=== PROVIDED DATA ===

mod activation;
mod api_key;
mod customer;
mod license;
mod payment;
mod product;
mod subscription;

pub use activation::*;
pub use api_key::*;
pub use customer::*;
pub use license::*;
pub use payment::*;
pub use product::*;
pub use subscription::*;

/// Deserializer for PATCH fields where `null` clears the value. Plain
/// `Option<Option<T>>` collapses an explicit `null` into the outer `None`;
/// this keeps it as `Some(None)` so absent and `null` stay distinct.
pub(crate) fn double_option<'de, T, D>(
    deserializer: D,
) -> std::result::Result<Option<Option<T>>, D::Error>
where
    T: serde::Deserialize<'de>,
    D: serde::Deserializer<'de>,
{
    serde::Deserialize::deserialize(deserializer).map(Some)
}
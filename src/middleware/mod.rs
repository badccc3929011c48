//! Admin API-key authentication.

use axum::{
    extract::{Request, State},
    http::StatusCode,
    middleware::Next,
    response::Response,
};

use crate::db::{AppState, queries};
use crate::models::ApiKey;
use crate::util::extract_bearer_token;

/// The authenticated key record, attached to the request for handlers
/// that need it (key revocation guards itself against it).
#[derive(Clone)]
pub struct AdminContext {
    pub api_key: ApiKey,
}

/// Authenticate `Authorization: Bearer bh_key_...` against the hashed
/// key store. Keys are compared by salted SHA-256 hash, so the lookup
/// itself leaks nothing about how much of a guessed key matched.
pub async fn admin_auth(
    State(state): State<AppState>,
    mut request: Request,
    next: Next,
) -> Result<Response, StatusCode> {
    let token = extract_bearer_token(request.headers()).ok_or(StatusCode::UNAUTHORIZED)?;

    // The connection goes back to the pool before the handler runs.
    let api_key = {
        let conn = state
            .db
            .get()
            .map_err(|_| StatusCode::INTERNAL_SERVER_ERROR)?;

        let api_key = queries::get_api_key_by_hash(&conn, &queries::hash_api_key(token))
            .map_err(|_| StatusCode::INTERNAL_SERVER_ERROR)?
            .ok_or(StatusCode::UNAUTHORIZED)?;

        // Best-effort bookkeeping; never fails the request.
        if let Err(e) = queries::touch_api_key_last_used(&conn, &api_key.id) {
            tracing::warn!(error = %e, "Failed to update API key last_used_at");
        }
        api_key
    };

    request.extensions_mut().insert(AdminContext { api_key });
    Ok(next.run(request).await)
}
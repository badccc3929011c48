pub mod cache;
pub mod queries;
mod from_row;
mod schema;

pub use from_row::FromRow;
pub use schema::init_db;

use r2d2::Pool;
use r2d2_sqlite::SqliteConnectionManager;

use crate::db::cache::LicenseCache;
use crate::email::EmailService;

pub type DbPool = Pool<SqliteConnectionManager>;

/// Application state shared across handlers and background tasks.
#[derive(Clone)]
pub struct AppState {
    pub db: DbPool,
    /// Read-through cache over license-side lookups.
    pub cache: LicenseCache,
    pub email: EmailService,
    /// Base URL for links in emails (e.g., https://billing.example.com)
    pub base_url: String,
    /// Store name used in customer-facing email copy.
    pub store_name: String,
    /// HMAC secret for PayPal webhooks. None rejects all PayPal deliveries.
    pub paypal_webhook_secret: Option<String>,
    pub reminders_enabled: bool,
    /// Day offsets for upcoming-renewal notices (e.g., [7, 1]).
    pub renewal_notice_days: Vec<i64>,
    /// Day offsets for expiring-soon notices.
    pub expiration_notice_days: Vec<i64>,
}

pub fn create_pool(database_path: &str) -> Result<DbPool, r2d2::Error> {
    // foreign_keys is per-connection, so every pooled connection sets it.
    let manager = SqliteConnectionManager::file(database_path)
        .with_init(|c| c.execute_batch("PRAGMA foreign_keys = ON;"));
    Pool::builder().max_size(10).build(manager)
}
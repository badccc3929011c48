use serde::{Deserialize, Serialize};

use super::double_option;

#[derive(Debug, Clone, Serialize, Deserialize)]
pub struct Customer {
    pub id: String,
    pub email: String,
    pub name: Option<String>,
    pub created_at: i64,
    pub updated_at: i64,
}

#[derive(Debug, Deserialize)]
pub struct CreateCustomer {
    pub email: String,
    #[serde(default)]
    pub name: Option<String>,
}

#[derive(Debug, Deserialize)]
pub struct UpdateCustomer {
    #[serde(default)]
    pub email: Option<String>,
    /// `null` clears the name, absent leaves it unchanged.
    #[serde(default, deserialize_with = "double_option")]
    pub name: Option<Option<String>>,
}
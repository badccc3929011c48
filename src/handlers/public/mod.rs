mod activate;
mod check;
mod common;
mod deactivate;
mod version;

pub use activate::*;
pub use check::*;
pub use common::*;
pub use deactivate::*;
pub use version::*;

use axum::{
    Json, Router,
    routing::{get, post},
};
use serde::Serialize;

use crate::config::RateLimitConfig;
use crate::db::AppState;
use crate::rate_limit;

#[derive(Serialize)]
pub struct HealthResponse {
    status: &'static str,
    version: &'static str,
}

pub async fn health() -> Json<HealthResponse> {
    Json(HealthResponse {
        status: "ok",
        version: env!("CARGO_PKG_VERSION"),
    })
}

/// Public license API, rate limited per tier: activation writes get the
/// strict tier, install check-ins the standard tier, health the relaxed one.
pub fn router(limits: RateLimitConfig) -> Router<AppState> {
    let strict = Router::new()
        .route("/activate", post(activate))
        .route("/deactivate", post(deactivate))
        .layer(rate_limit::strict_layer(limits.strict_rpm));

    let standard = Router::new()
        .route("/check", post(check))
        .route("/version", get(version))
        .layer(rate_limit::standard_layer(limits.standard_rpm));

    let relaxed = Router::new()
        .route("/health", get(health))
        .layer(rate_limit::relaxed_layer(limits.relaxed_rpm));

    strict.merge(standard).merge(relaxed)
}
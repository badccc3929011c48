use axum::extract::State;
use chrono::Utc;
use rusqlite::Connection;
use serde::Deserialize;

use crate::db::AppState;
use crate::db::cache::LicenseCache;
use crate::error::Result;
use crate::extractors::Json;
use crate::handlers::public::common::{KeyLookup, LicenseApiResponse, resolve_key};
use crate::licensing::{self, ActivationOutcome};
use crate::models::LicenseStatus;

#[derive(Debug, Deserialize)]
pub struct ActivateRequest {
    pub key: String,
    pub product_id: String,
    #[serde(default)]
    pub url: Option<String>,
}

pub async fn activate(
    State(state): State<AppState>,
    Json(req): Json<ActivateRequest>,
) -> Result<Json<LicenseApiResponse>> {
    let mut conn = state.db.get()?;
    // One transaction so the lazy expiry flip, the activation row, and the
    // status change land together.
    let tx = conn.transaction()?;
    let response = process_activation(&tx, &state.cache, &req)?;
    tx.commit()?;
    Ok(Json(response))
}

fn process_activation(
    conn: &Connection,
    cache: &LicenseCache,
    req: &ActivateRequest,
) -> Result<LicenseApiResponse> {
    let Some(site_url) = req
        .url
        .as_deref()
        .and_then(|u| licensing::normalize_site_url(u).ok())
    else {
        return Ok(LicenseApiResponse::failure("missing_url"));
    };

    let (license, product) = match resolve_key(conn, cache, &req.key, &req.product_id)? {
        KeyLookup::Match { license, product } => (license, product),
        KeyLookup::Unknown => return Ok(LicenseApiResponse::failure("missing")),
        KeyLookup::ProductMismatch => {
            return Ok(LicenseApiResponse::failure("invalid_item_id"));
        }
    };

    let license = licensing::refresh_expiry(conn, cache, &license, Utc::now().timestamp())?;
    if license.status == LicenseStatus::Disabled {
        return Ok(LicenseApiResponse::failure("disabled"));
    }
    if license.status == LicenseStatus::Expired {
        return Ok(LicenseApiResponse::expired(license.expiration));
    }

    match licensing::activate_site(conn, cache, &license, &product, &site_url)? {
        ActivationOutcome::Activated(_) | ActivationOutcome::AlreadyActive(_) => {
            LicenseApiResponse::status(conn, &license, &product, "valid")
        }
        ActivationOutcome::LimitReached => {
            Ok(LicenseApiResponse::failure("no_activations_left"))
        }
    }
}
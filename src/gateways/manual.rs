//! Manual billing: payments are recorded by an operator through the admin
//! API instead of arriving over a webhook. Used for invoiced customers,
//! comps, and migrations from other systems.

use axum::http::HeaderMap;
use uuid::Uuid;

use crate::error::{AppError, Result};
use crate::models::BillingPeriod;

use super::{Gateway, GatewayEvent, ParsedWebhook};

pub struct ManualGateway;

impl Gateway for ManualGateway {
    fn id(&self) -> &'static str {
        "manual"
    }

    fn supports_period(&self, _period: BillingPeriod) -> bool {
        true
    }

    fn validate_signup(
        &self,
        _period: BillingPeriod,
        _initial_amount_cents: i64,
        _recurring_amount_cents: i64,
    ) -> Result<()> {
        Ok(())
    }

    fn default_profile_id(&self) -> Option<String> {
        Some(format!("man_{}", Uuid::new_v4().as_simple()))
    }

    fn has_webhook(&self) -> bool {
        false
    }

    fn verify_signature(&self, _headers: &HeaderMap, _body: &[u8], _secret: &str) -> Result<()> {
        Err(AppError::NotFound(
            "Manual gateway does not accept webhooks".into(),
        ))
    }

    fn parse_event(&self, _body: &[u8]) -> Result<ParsedWebhook> {
        Ok(ParsedWebhook {
            event_id: None,
            event: GatewayEvent::Ignored,
        })
    }
}
//! Shared plumbing for the public license API.
//!
//! All four operations resolve a `(key, product_id)` claim the same way and
//! answer with the same envelope. Failures stay inside the envelope with
//! `success: false`; HTTP errors are reserved for transport problems, so an
//! installed client can always parse the body.

use rusqlite::Connection;
use serde::Serialize;

use crate::db::cache::LicenseCache;
use crate::db::queries;
use crate::error::{OptionExt, Result, msg};
use crate::licensing;
use crate::models::{License, Product};

/// Response envelope for activate, deactivate, and check. Absent fields are
/// skipped so failure bodies stay terse.
#[derive(Debug, Serialize)]
pub struct LicenseApiResponse {
    pub success: bool,
    /// License state string (`valid`, `deactivated`, `expired`, ...).
    #[serde(skip_serializing_if = "Option::is_none")]
    pub license: Option<&'static str>,
    /// Failure code (`missing`, `no_activations_left`, ...).
    #[serde(skip_serializing_if = "Option::is_none")]
    pub error: Option<&'static str>,
    /// Unix expiration; absent means the license never expires.
    #[serde(skip_serializing_if = "Option::is_none")]
    pub expires: Option<i64>,
    #[serde(skip_serializing_if = "Option::is_none")]
    pub site_count: Option<i64>,
    /// 0 = unlimited.
    #[serde(skip_serializing_if = "Option::is_none")]
    pub activation_limit: Option<i64>,
    /// Absent when the limit is unlimited.
    #[serde(skip_serializing_if = "Option::is_none")]
    pub activations_left: Option<i64>,
}

impl LicenseApiResponse {
    pub fn failure(error: &'static str) -> Self {
        Self {
            success: false,
            license: None,
            error: Some(error),
            expires: None,
            site_count: None,
            activation_limit: None,
            activations_left: None,
        }
    }

    /// `expired` failures carry the lapsed date so the client can show it.
    pub fn expired(expires: Option<i64>) -> Self {
        Self {
            expires,
            ..Self::failure("expired")
        }
    }

    /// Unknown key or wrong product on /check.
    pub fn invalid() -> Self {
        Self {
            success: false,
            license: Some("invalid"),
            error: None,
            expires: None,
            site_count: None,
            activation_limit: None,
            activations_left: None,
        }
    }

    /// Successful answer carrying the license state plus activation
    /// accounting.
    pub fn status(
        conn: &Connection,
        license: &License,
        product: &Product,
        state: &'static str,
    ) -> Result<Self> {
        let site_count = queries::count_site_activations(conn, &license.id)?;
        let limit = license.effective_activation_limit(product);
        Ok(Self {
            success: true,
            license: Some(state),
            error: None,
            expires: license.expiration,
            site_count: Some(site_count),
            activation_limit: Some(limit),
            activations_left: (limit > 0).then(|| (limit - site_count).max(0)),
        })
    }
}

/// How a `(key, product_id)` claim resolved.
pub enum KeyLookup {
    /// Key exists and belongs to the claimed product.
    Match { license: License, product: Product },
    /// No such key.
    Unknown,
    /// Key exists but belongs to a different product.
    ProductMismatch,
}

pub fn resolve_key(
    conn: &Connection,
    cache: &LicenseCache,
    key: &str,
    product_id: &str,
) -> Result<KeyLookup> {
    let Some(license) = licensing::load_license_by_key(conn, cache, key.trim())? else {
        return Ok(KeyLookup::Unknown);
    };
    if license.product_id != product_id {
        return Ok(KeyLookup::ProductMismatch);
    }
    let product = queries::get_product_by_id(conn, &license.product_id)?
        .or_not_found(msg::PRODUCT_NOT_FOUND)?;
    Ok(KeyLookup::Match {
        license: (*license).clone(),
        product,
    })
}
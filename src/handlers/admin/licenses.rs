use axum::extract::State;
use chrono::Utc;
use serde::Deserialize;

use crate::db::queries::LicenseFilters;
use crate::db::{AppState, queries};
use crate::error::{AppError, OptionExt, Result, msg};
use crate::extractors::{Json, Path, Query};
use crate::licensing;
use crate::models::{
    CreateLicense, License, LicenseDetail, LicenseMeta, LicenseStatus, LicenseWithProduct,
    UpdateLicense,
};
use crate::pagination::Paginated;
use crate::util::SECONDS_PER_DAY;

/// Issue a license by hand (comps, migrated customers, support). Purchases
/// go through the billing engine instead.
pub async fn create_license(
    State(state): State<AppState>,
    Json(input): Json<CreateLicense>,
) -> Result<Json<License>> {
    let mut conn = state.db.get()?;
    let tx = conn.transaction()?;

    let customer = queries::get_customer_by_id(&tx, &input.customer_id)?
        .or_not_found(msg::CUSTOMER_NOT_FOUND)?;
    let product = queries::get_product_by_id(&tx, &input.product_id)?
        .or_not_found(msg::PRODUCT_NOT_FOUND)?;
    if !product.licensing_enabled {
        return Err(AppError::BadRequest(
            "Product does not have licensing enabled".into(),
        ));
    }

    let subscription = match input.subscription_id {
        Some(ref sid) => {
            let sub = queries::get_subscription_by_id(&tx, sid)?
                .or_not_found(msg::SUBSCRIPTION_NOT_FOUND)?;
            if sub.customer_id != customer.id || sub.product_id != product.id {
                return Err(AppError::BadRequest(
                    "Subscription belongs to a different customer or product".into(),
                ));
            }
            Some(sub)
        }
        None => None,
    };

    let expiration = match input.expiration {
        // Explicit override, `null` meaning lifetime.
        Some(exp) => exp,
        None => match subscription {
            Some(ref sub) => sub.expiration,
            None => product
                .license_length_days
                .map(|days| Utc::now().timestamp() + days * SECONDS_PER_DAY),
        },
    };

    let license = queries::create_license(
        &tx,
        &queries::NewLicense {
            key: queries::generate_license_key(),
            customer_id: customer.id.clone(),
            product_id: product.id.clone(),
            subscription_id: subscription.as_ref().map(|s| s.id.clone()),
            activation_limit: input.activation_limit,
            expiration,
        },
    )?;
    queries::add_license_note(&tx, &license.id, "License issued")?;
    tx.commit()?;
    Ok(Json(license))
}

#[derive(Debug, Deserialize)]
pub struct ListLicensesQuery {
    pub status: Option<LicenseStatus>,
    pub customer_id: Option<String>,
    pub product_id: Option<String>,
    /// Exact key lookup (support: customer pastes their key).
    pub key: Option<String>,
    /// Meta search; both must be supplied to take effect.
    pub meta_key: Option<String>,
    pub meta_value: Option<String>,
    pub limit: Option<i64>,
    pub offset: Option<i64>,
}

impl ListLicensesQuery {
    fn limit(&self) -> i64 {
        self.limit.unwrap_or(50).clamp(1, 100)
    }

    fn offset(&self) -> i64 {
        self.offset.unwrap_or(0).max(0)
    }
}

pub async fn list_licenses(
    State(state): State<AppState>,
    Query(query): Query<ListLicensesQuery>,
) -> Result<Json<Paginated<LicenseWithProduct>>> {
    let conn = state.db.get()?;
    let limit = query.limit();
    let offset = query.offset();

    let filters = LicenseFilters {
        status: query.status,
        customer_id: query.customer_id,
        product_id: query.product_id,
        key: query.key,
        meta: query.meta_key.zip(query.meta_value),
    };
    let (items, total) = queries::list_licenses_paginated(&conn, &filters, limit, offset)?;
    Ok(Json(Paginated::new(items, total, limit, offset)))
}

pub async fn get_license(
    State(state): State<AppState>,
    Path(id): Path<String>,
) -> Result<Json<LicenseDetail>> {
    let conn = state.db.get()?;
    let license = queries::get_license_by_id(&conn, &id)?.or_not_found(msg::LICENSE_NOT_FOUND)?;
    let product = queries::get_product_by_id(&conn, &license.product_id)?
        .or_not_found(msg::PRODUCT_NOT_FOUND)?;
    let activations = queries::list_activations_for_license(&conn, &license.id)?;
    let site_count = queries::count_site_activations(&conn, &license.id)?;
    let meta = queries::list_license_meta(&conn, &license.id)?;

    Ok(Json(LicenseDetail {
        license,
        product_name: product.name,
        activations,
        site_count,
        meta,
    }))
}

/// Status values an admin can request directly. Everything else (`active`,
/// `inactive`, `expired`) is derived.
#[derive(Debug, Clone, Copy, Deserialize)]
#[serde(rename_all = "lowercase")]
pub enum StatusAction {
    Disabled,
    Enabled,
}

#[derive(Debug, Deserialize)]
pub struct UpdateLicenseBody {
    #[serde(flatten)]
    pub fields: UpdateLicense,
    #[serde(default)]
    pub status: Option<StatusAction>,
}

pub async fn update_license(
    State(state): State<AppState>,
    Path(id): Path<String>,
    Json(input): Json<UpdateLicenseBody>,
) -> Result<Json<License>> {
    if input
        .fields
        .activation_limit
        .is_some_and(|l| l.is_some_and(|v| v < 0))
    {
        return Err(AppError::BadRequest(
            "activation_limit must be non-negative".into(),
        ));
    }

    let mut conn = state.db.get()?;
    let tx = conn.transaction()?;
    let existing = queries::get_license_by_id(&tx, &id)?.or_not_found(msg::LICENSE_NOT_FOUND)?;

    state.cache.invalidate_license(&existing.id);
    let mut license = match queries::update_license(&tx, &id, &input.fields)? {
        Some(license) => license,
        None => existing,
    };

    match input.status {
        Some(StatusAction::Disabled) => {
            license = licensing::disable_license(&tx, &state.cache, &license)?;
        }
        Some(StatusAction::Enabled) => {
            license = licensing::enable_license(&tx, &state.cache, &license)?;
        }
        None => {}
    }

    tx.commit()?;
    Ok(Json(license))
}

/// Extend the license by the product's term, from `max(expiration, now)`.
pub async fn renew_license(
    State(state): State<AppState>,
    Path(id): Path<String>,
) -> Result<Json<License>> {
    let mut conn = state.db.get()?;
    let tx = conn.transaction()?;

    let license = queries::get_license_by_id(&tx, &id)?.or_not_found(msg::LICENSE_NOT_FOUND)?;
    let product = queries::get_product_by_id(&tx, &license.product_id)?
        .or_not_found(msg::PRODUCT_NOT_FOUND)?;
    let renewed = licensing::renew_license(&tx, &state.cache, &license, &product)?;
    tx.commit()?;
    Ok(Json(renewed))
}

pub async fn regenerate_license_key(
    State(state): State<AppState>,
    Path(id): Path<String>,
) -> Result<Json<License>> {
    let mut conn = state.db.get()?;
    let tx = conn.transaction()?;

    let license = queries::get_license_by_id(&tx, &id)?.or_not_found(msg::LICENSE_NOT_FOUND)?;
    let updated = licensing::regenerate_key(&tx, &state.cache, &license)?;
    tx.commit()?;
    Ok(Json(updated))
}

#[derive(Debug, Deserialize)]
pub struct MetaPath {
    pub id: String,
    pub key: String,
}

pub async fn get_license_meta(
    State(state): State<AppState>,
    Path(path): Path<MetaPath>,
) -> Result<Json<LicenseMeta>> {
    let conn = state.db.get()?;
    queries::get_license_by_id(&conn, &path.id)?.or_not_found(msg::LICENSE_NOT_FOUND)?;
    let meta = queries::get_license_meta(&conn, &path.id, &path.key)?
        .or_not_found(msg::LICENSE_META_NOT_FOUND)?;
    Ok(Json(meta))
}

#[derive(Debug, Deserialize)]
pub struct SetMetaBody {
    pub value: String,
}

pub async fn set_license_meta(
    State(state): State<AppState>,
    Path(path): Path<MetaPath>,
    Json(input): Json<SetMetaBody>,
) -> Result<Json<LicenseMeta>> {
    let conn = state.db.get()?;
    queries::get_license_by_id(&conn, &path.id)?.or_not_found(msg::LICENSE_NOT_FOUND)?;

    state.cache.invalidate_license(&path.id);
    let meta = queries::upsert_license_meta(&conn, &path.id, &path.key, &input.value)?;
    Ok(Json(meta))
}

pub async fn delete_license_meta(
    State(state): State<AppState>,
    Path(path): Path<MetaPath>,
) -> Result<Json<serde_json::Value>> {
    let conn = state.db.get()?;
    queries::get_license_by_id(&conn, &path.id)?.or_not_found(msg::LICENSE_NOT_FOUND)?;

    state.cache.invalidate_license(&path.id);
    if !queries::delete_license_meta(&conn, &path.id, &path.key)? {
        return Err(AppError::NotFound(msg::LICENSE_META_NOT_FOUND.into()));
    }
    Ok(Json(serde_json::json!({ "success": true })))
}

#[derive(Debug, Deserialize)]
pub struct ActivationPath {
    pub id: String,
    pub activation_id: String,
}

/// Force-remove a site activation (customer lost access to the install).
pub async fn delete_activation(
    State(state): State<AppState>,
    Path(path): Path<ActivationPath>,
) -> Result<Json<serde_json::Value>> {
    let mut conn = state.db.get()?;
    let tx = conn.transaction()?;

    let license =
        queries::get_license_by_id(&tx, &path.id)?.or_not_found(msg::LICENSE_NOT_FOUND)?;
    let activation = queries::get_activation_by_id(&tx, &path.activation_id)?
        .filter(|a| a.license_id == license.id)
        .or_not_found(msg::ACTIVATION_NOT_FOUND)?;

    licensing::remove_activation(&tx, &state.cache, &license, &activation)?;
    tx.commit()?;
    Ok(Json(serde_json::json!({ "success": true })))
}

===

→ ABOUT THIS EXERCISE
Return every line from the entries above that includes the word "never".

→ OUTPUT FOR THIS TASK
        // Best-effort bookkeeping; never fails the request.
    /// Unix expiration; absent means the license never expires.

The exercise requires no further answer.